Slater & Gordon Australia
Slater & Gordon, the world’s first publicly listed law firm, was founded in Melbourne, Victoria in 1935 by solicitor and Labour politician William Slater and barrister Hugh Lyons Gordon.
Over the years the firm has handled some of the most complex and widely publicised cases in Australia. These include representing hundreds of asbestos miners at the Wittenoom mine in Western Australia.

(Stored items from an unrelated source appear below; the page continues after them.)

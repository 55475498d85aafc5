// src/cli.rs
use anyhow::{Context, Result};
use clap::{Parser, Subcommand};
use serde::Serialize;
use serde_json::{json, Value};
use std::path::{Path, PathBuf};
use tracing::info;

use crate::config::PipelineConfig;
use crate::core::{detect_format, normalize, normalize_analysis, GenerationOutput};
use crate::error::PipelineError;
use crate::template_system::{TemplateId, TemplateRegistry};
use crate::types::PdfExportRequest;
use crate::utils::{get_file_extension, read_file_safe};

#[derive(Parser)]
#[command(name = "resume-pipeline")]
#[command(about = "Normalize, structure and render generated resumes")]
pub struct Cli {
    #[command(subcommand)]
    pub command: Command,

    /// Configuration file (defaults to resume-pipeline.yaml when present)
    #[arg(long, global = true)]
    pub config: Option<PathBuf>,
}

#[derive(Subcommand)]
pub enum Command {
    /// Report which resume schema a JSON document uses
    Detect { input: PathBuf },
    /// Convert a resume in either schema to the canonical schema
    Normalize { input: PathBuf },
    /// Convert a resume in either schema to the structured schema
    ToStructured { input: PathBuf },
    /// Rebuild generated markup into resume sections
    StructureMarkup { input: PathBuf },
    /// Accept raw generation-service output (JSON, fenced JSON, or markup)
    Intake { input: PathBuf },
    /// Render a resume with one of the templates
    Render {
        input: PathBuf,
        #[arg(long)]
        template: Option<String>,
        /// Emit an HTML preview instead of the JSON presentation tree
        #[arg(long)]
        html: bool,
    },
    /// Normalize an analysis-service payload
    Analyze { input: PathBuf },
    /// Build the request body for the PDF export service
    ExportRequest {
        input: PathBuf,
        #[arg(long)]
        template: Option<String>,
    },
    /// List available templates
    Templates,
}

async fn read_json(path: &Path) -> Result<Value> {
    let content = read_file_safe(path).await?;
    serde_json::from_str(&content)
        .with_context(|| format!("Failed to parse JSON from {}", path.display()))
}

fn pretty<T: Serialize>(value: &T) -> Result<String> {
    serde_json::to_string_pretty(value).context("Failed to serialize output")
}

fn user_facing(err: PipelineError) -> anyhow::Error {
    let message = err.user_message();
    anyhow::Error::new(err).context(message)
}

/// Runs one subcommand and returns what should be printed on stdout.
pub async fn run(command: Command, config: &PipelineConfig) -> Result<String> {
    let registry = TemplateRegistry::new();
    let template_or_default = |requested: Option<String>| match requested {
        Some(id) => registry.resolve(&id),
        None => config.default_template,
    };

    match command {
        Command::Detect { input } => {
            let document = detect_format(&read_json(&input).await?).map_err(user_facing)?;
            info!(format = %document.format(), "Detected resume format");
            pretty(&json!({ "format": document.format().to_string() }))
        }
        Command::Normalize { input } => {
            let canonical = normalize(&read_json(&input).await?).map_err(user_facing)?;
            pretty(&canonical)
        }
        Command::ToStructured { input } => {
            let document = detect_format(&read_json(&input).await?).map_err(user_facing)?;
            pretty(&document.into_structured())
        }
        Command::StructureMarkup { input } => {
            let markup = read_file_safe(&input).await?;
            Ok(config.markup_structurer().structure(&markup).to_html())
        }
        Command::Intake { input } => {
            let content = read_file_safe(&input).await?;
            let raw = match get_file_extension(&input.to_string_lossy()).as_deref() {
                Some("json") => serde_json::from_str(&content)
                    .with_context(|| format!("Failed to parse JSON from {}", input.display()))?,
                _ => Value::String(content),
            };
            match GenerationOutput::from_value(&raw, &config.markup_structurer())
                .map_err(user_facing)?
            {
                GenerationOutput::Document(document) => pretty(&document.into_canonical()),
                GenerationOutput::Markup(markup) => Ok(markup.to_html()),
            }
        }
        Command::Render {
            input,
            template,
            html,
        } => {
            let canonical = normalize(&read_json(&input).await?).map_err(user_facing)?;
            let template = template_or_default(template);
            let document = registry.render(template.as_str(), &canonical);
            info!(template = %template, sections = document.section_headings().len(), "Rendered resume");
            if html {
                Ok(document.to_html())
            } else {
                pretty(&document)
            }
        }
        Command::Analyze { input } => {
            let analysis = normalize_analysis(&read_json(&input).await?)?;
            pretty(&analysis)
        }
        Command::ExportRequest { input, template } => {
            let canonical = normalize(&read_json(&input).await?).map_err(user_facing)?;
            let template: TemplateId = template_or_default(template);
            pretty(&PdfExportRequest::new(template, &canonical))
        }
        Command::Templates => {
            let listing: Vec<Value> = registry
                .list()
                .iter()
                .map(|t| json!({ "id": t.id, "description": t.description }))
                .collect();
            pretty(&listing)
        }
    }
}
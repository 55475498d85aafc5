// src/types/mod.rs
pub mod analysis;
pub mod canonical;
pub mod lenient;
pub mod response;
pub mod structured;

pub use analysis::AnalysisResult;
pub use canonical::{CanonicalResume, SkillBucket, SkillSet};
pub use response::PdfExportRequest;
pub use structured::StructuredResume;
#[derive(Debug, Clone, PartialEq, Default, Serialize, Deserialize)]
pub struct StructuredExperience {
    #[serde(default, deserialize_with = "lenient::string")]
    pub company: String,
    #[serde(default, deserialize_with = "lenient::string")]
    pub role: String,
    #[serde(
        default,
        skip_serializing_if = "Option::is_none",
        deserialize_with = "lenient::opt_string"
    )]
    pub location: Option<String>,
    #[serde(
        default,
        skip_serializing_if = "Option::is_none",
        deserialize_with = "lenient::opt_string"
    )]
    pub start_date: Option<String>,
    /// `null` means the role is ongoing.
    #[serde(default, deserialize_with = "lenient::opt_string")]
    pub end_date: Option<String>,
    #[serde(
        default,
        skip_serializing_if = "Option::is_none",
        deserialize_with = "lenient::opt_bool"
    )]
    pub is_current: Option<bool>,
    #[serde(
        default,
        skip_serializing_if = "Option::is_none",
        deserialize_with = "lenient::opt_string"
    )]
    pub summary: Option<String>,
    #[serde(
        default,
        skip_serializing_if = "Option::is_none",
        deserialize_with = "lenient::opt_string_vec"
    )]
    pub highlights: Option<Vec<String>>,
    #[serde(
        default,
        skip_serializing_if = "Option::is_none",
        deserialize_with = "lenient::opt_string_vec"
    )]
    pub tech_stack: Option<Vec<String>>,
}

#[derive(Debug, Clone, PartialEq, Default, Serialize, Deserialize)]
pub struct StructuredProject {
    #[serde(default, deserialize_with = "lenient::string")]
    pub name: String,
    #[serde(
        rename = "type",
        default,
        skip_serializing_if = "Option::is_none",
        deserialize_with = "lenient::opt_string"
    )]
    pub kind: Option<String>,
    #[serde(
        default,
        skip_serializing_if = "Option::is_none",
        deserialize_with = "lenient::opt_string"
    )]
    pub link: Option<String>,
    #[serde(
        default,
        skip_serializing_if = "Option::is_none",
        deserialize_with = "lenient::opt_string"
    )]
    pub description: Option<String>,
    #[serde(
        default,
        skip_serializing_if = "Option::is_none",
        deserialize_with = "lenient::opt_string_vec"
    )]
    pub highlights: Option<Vec<String>>,
    #[serde(
        default,
        skip_serializing_if = "Option::is_none",
        deserialize_with = "lenient::opt_string_vec"
    )]
    pub tech_stack: Option<Vec<String>>,
}
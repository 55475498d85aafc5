// tests/pipeline.rs
use resume_pipeline::core::date_range::{decode, encode};
use resume_pipeline::core::normalizer::{canonical_to_structured, structured_to_canonical};
use resume_pipeline::core::skills::categorize;
use resume_pipeline::core::{detect_format, normalize_analysis, structure_markup, ResumeFormat};
use resume_pipeline::types::structured::SkillCategory;
use resume_pipeline::{CanonicalResume, TemplateId, TemplateRegistry};
use serde_json::{json, Value};

fn canonical_fixture() -> Value {
    json!({
        "name": "Margaret Hamilton",
        "title": "Software Engineer",
        "contact": {
            "phone": "+1 555 0199",
            "email": "margaret@apollo.dev",
            "location": "Cambridge, MA, USA",
            "github": "github.com/mhamilton"
        },
        "summary": "Flight software lead Apollo guidance computer Coined software engineering",
        "summaryHeadline": "Flight software lead",
        "summaryHighlights": ["Apollo guidance computer", "Coined software engineering"],
        "experience": [
            {
                "role": "Director",
                "company": "MIT Instrumentation Lab",
                "location": "Cambridge, MA",
                "duration": "Jan 1965 - Dec 1976",
                "details": ["Ran the software division"]
            },
            {
                "role": "Founder",
                "company": "Hamilton Technologies",
                "duration": "Mar 1986 - Present",
                "details": []
            }
        ],
        "projects": [
            {"title": "Apollo 11", "link": "https://example.org/apollo", "details": ["Priority scheduling"]}
        ],
        "education": [
            {"degree": "BA Mathematics", "university": "Earlham College", "duration": "Sep 1954 - Jun 1958", "cgpa": "3.9"}
        ],
        "skills": {
            "backend": ["Assembly", "HAL/S"],
            "tools": ["Core rope memory"],
            "soft_skills": ["Leadership"]
        },
        "certifications": ["NASA Exceptional Space Act Award"],
        "achievements": ["Presidential Medal of Freedom"]
    })
}

#[test]
fn canonical_round_trip_preserves_defined_fields() {
    let original: CanonicalResume =
        serde_json::from_value(canonical_fixture()).expect("fixture decodes");
    let restored = structured_to_canonical(&canonical_to_structured(&original));
    assert_eq!(restored, original);
}

fn handwritten_fixture() -> Value {
    json!({
        "name": "Priya Raman",
        "title": "Platform Engineer",
        "contact": {
            "email": "priya@example.com",
            "phone": "+91 98450 00000",
            "location": "Bengaluru, Karnataka, India",
            "linkedin": "linkedin.com/in/priya"
        },
        "summary": "Seasoned engineer with ten years of experience.",
        "summaryHighlights": [],
        "experience": [
            {"role": "Intern", "company": "Infosys", "duration": "Summer 2019", "details": ["Wrote scripts"]},
            {"role": "Engineer", "company": "Flipkart", "location": "Bengaluru", "duration": "2016 - 2018", "details": []},
            {"role": "Contractor", "company": "Stealth", "duration": "Jan 2020 - TBD", "details": ["Migrations"]},
            {"role": "Staff Engineer", "company": "Razorpay", "duration": "Sep 2021 - Present", "details": ["Led SRE"]}
        ],
        "projects": [{"title": "kube-audit", "details": []}],
        "education": [{"degree": "BTech", "university": "NIT Trichy", "duration": "May 2014"}],
        "skills": {"database": ["Postgres"], "tools": ["Terraform", "Kubernetes"]},
        "achievements": []
    })
}

#[test]
fn handwritten_resume_round_trips_including_free_text_durations() {
    let original: CanonicalResume =
        serde_json::from_value(handwritten_fixture()).expect("fixture decodes");
    let restored = structured_to_canonical(&canonical_to_structured(&original));
    assert_eq!(restored, original);
}

#[test]
fn summary_beside_highlights_is_the_only_summary_loss() {
    let mut raw = handwritten_fixture();
    raw["summaryHeadline"] = json!("Reliability first");
    raw["summaryHighlights"] = json!(["Led team", "Shipped product"]);
    let original: CanonicalResume = serde_json::from_value(raw).expect("decodes");

    let restored = structured_to_canonical(&canonical_to_structured(&original));
    assert_eq!(restored.summary, "Reliability first Led team Shipped product");

    let mut expected = original.clone();
    expected.summary = restored.summary.clone();
    assert_eq!(restored, expected);
}

#[test]
fn structured_with_name_and_email_is_detected() {
    let raw = json!({
        "basics": {"full_name": "Alan Kay", "contact": {"email": "alan@parc.com"}},
        "experience": []
    });
    let document = detect_format(&raw).expect("detects");
    assert_eq!(document.format(), ResumeFormat::Structured);
}

#[test]
fn date_range_decode_inverts_encode() {
    for (start, end) in [("2020-03", "2022-11"), ("1999-12", "2000-01"), ("2018-01", "2018-01")] {
        let range = decode(&encode(Some(start), Some(end), false));
        assert_eq!(range.start_date.as_deref(), Some(start));
        assert_eq!(range.end_date.as_deref(), Some(end));
        assert_eq!(range.is_current, Some(false));
    }
}

#[test]
fn present_marks_range_current() {
    let range = decode("Jan 2020 - Present");
    assert_eq!(range.start_date.as_deref(), Some("2020-01"));
    assert_eq!(range.end_date, None);
    assert_eq!(range.is_current, Some(true));
}

#[test]
fn cloud_category_lands_in_tools() {
    let skills = categorize(&[
        SkillCategory {
            name: "Cloud Platforms".to_string(),
            items: vec!["AWS".to_string()],
        },
        SkillCategory {
            name: "Frontend".to_string(),
            items: vec!["React".to_string()],
        },
    ]);
    assert_eq!(skills.tools, Some(vec!["AWS".to_string()]));
    assert_eq!(skills.frontend, Some(vec!["React".to_string()]));
    assert_eq!(skills.backend, None);
}

#[test]
fn analysis_defaults_fill_untouched_fields() {
    let result = normalize_analysis(&json!({"resumeScore": 88, "improvements": ["x"]}))
        .expect("object payload");
    assert_eq!(
        serde_json::to_value(result).expect("serializes"),
        json!({
            "score": 88.0,
            "matchScore": 70.0,
            "strengths": [],
            "weaknesses": ["x"],
            "suggestions": [],
            "keywords": [],
            "missingKeywords": [],
            "recommendedKeywords": []
        })
    );
}

#[test]
fn experience_heading_becomes_dated_row() {
    let markup = structure_markup("<h3>Experience</h3>\n<h4>Engineer (2020-2022)</h4>\n<p>Built things</p>");
    let section = markup.section("Experience").expect("experience section");
    let row = section.rows().next().expect("one row");
    assert_eq!(row.primary, "Engineer");
    assert_eq!(row.date.as_deref(), Some("2020-2022"));
}

#[test]
fn empty_certifications_never_render() {
    let mut raw = canonical_fixture();
    raw["certifications"] = json!([]);
    let resume: CanonicalResume = serde_json::from_value(raw).expect("decodes");
    let registry = TemplateRegistry::new();

    for template in TemplateId::ALL {
        let document = registry.render(template.as_str(), &resume);
        assert_eq!(document.template, template);
        assert!(
            !document.section_headings().contains(&"Certifications"),
            "{} rendered an empty Certifications section",
            template
        );
        assert!(!document.to_html().contains("Certifications"));
    }
}

#[test]
fn unknown_template_renders_modern() {
    let resume: CanonicalResume =
        serde_json::from_value(canonical_fixture()).expect("fixture decodes");
    let document = TemplateRegistry::new().render("holographic", &resume);
    assert_eq!(document.template, TemplateId::Modern);
}
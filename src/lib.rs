// src/lib.rs
//! Resume document pipeline: schema detection and normalization, skill
//! categorization, generated-markup structuring, template rendering and
//! analysis normalization.

pub mod cli;
pub mod config;
pub mod core;
pub mod error;
pub mod template_system;
pub mod templates;
pub mod types;
pub mod utils;

pub use config::PipelineConfig;
pub use error::{PipelineError, PipelineResult};
pub use template_system::{RenderedDocument, TemplateId, TemplateRegistry};
pub use types::{AnalysisResult, CanonicalResume, PdfExportRequest, StructuredResume};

In 2000, the company lodged a writ in the Victoria Supreme Court against Broken Hill Proprietary Company on behalf of traditional owners in Papua New Guinea over the collapse of a dam that led to waste from the Ok Tedi Mine polluting the Ok Tedi and Fly Rivers in 1984.
Other cases include representing victims of medically acquired HIV from contaminated blood supplies, and women suffering health problems due to faulty IUDs and breast implants.
In December 2005, the firm negotiated a settlement worth around £2.5bn on behalf of unions and people suffering from asbestosis, mesothelioma and other asbestos-related diseases as a result of exposure to asbestos while working for James Hardie Industries Ltd.
James Hardie was one of a number of companies involved in the mining of asbestos, and by the middle of the 20th century had become the largest manufacturer and distributor of building products, insulation, pipes and brake linings containing it.
In Australia, it ran asbestos plants in New South Wales, South Australia, Victoria, Queensland and Western Australia. Working with the products containing asbestos caused people to develop various pleural abnormalities such as asbestosis and malignant mesothelioma.
Slater & Gordon is Australia’s largest consumer law firm, operating from 61 locations across the country. It entered the UK legal market with the acquisition of national firm Russell Jones & Walker in 2012.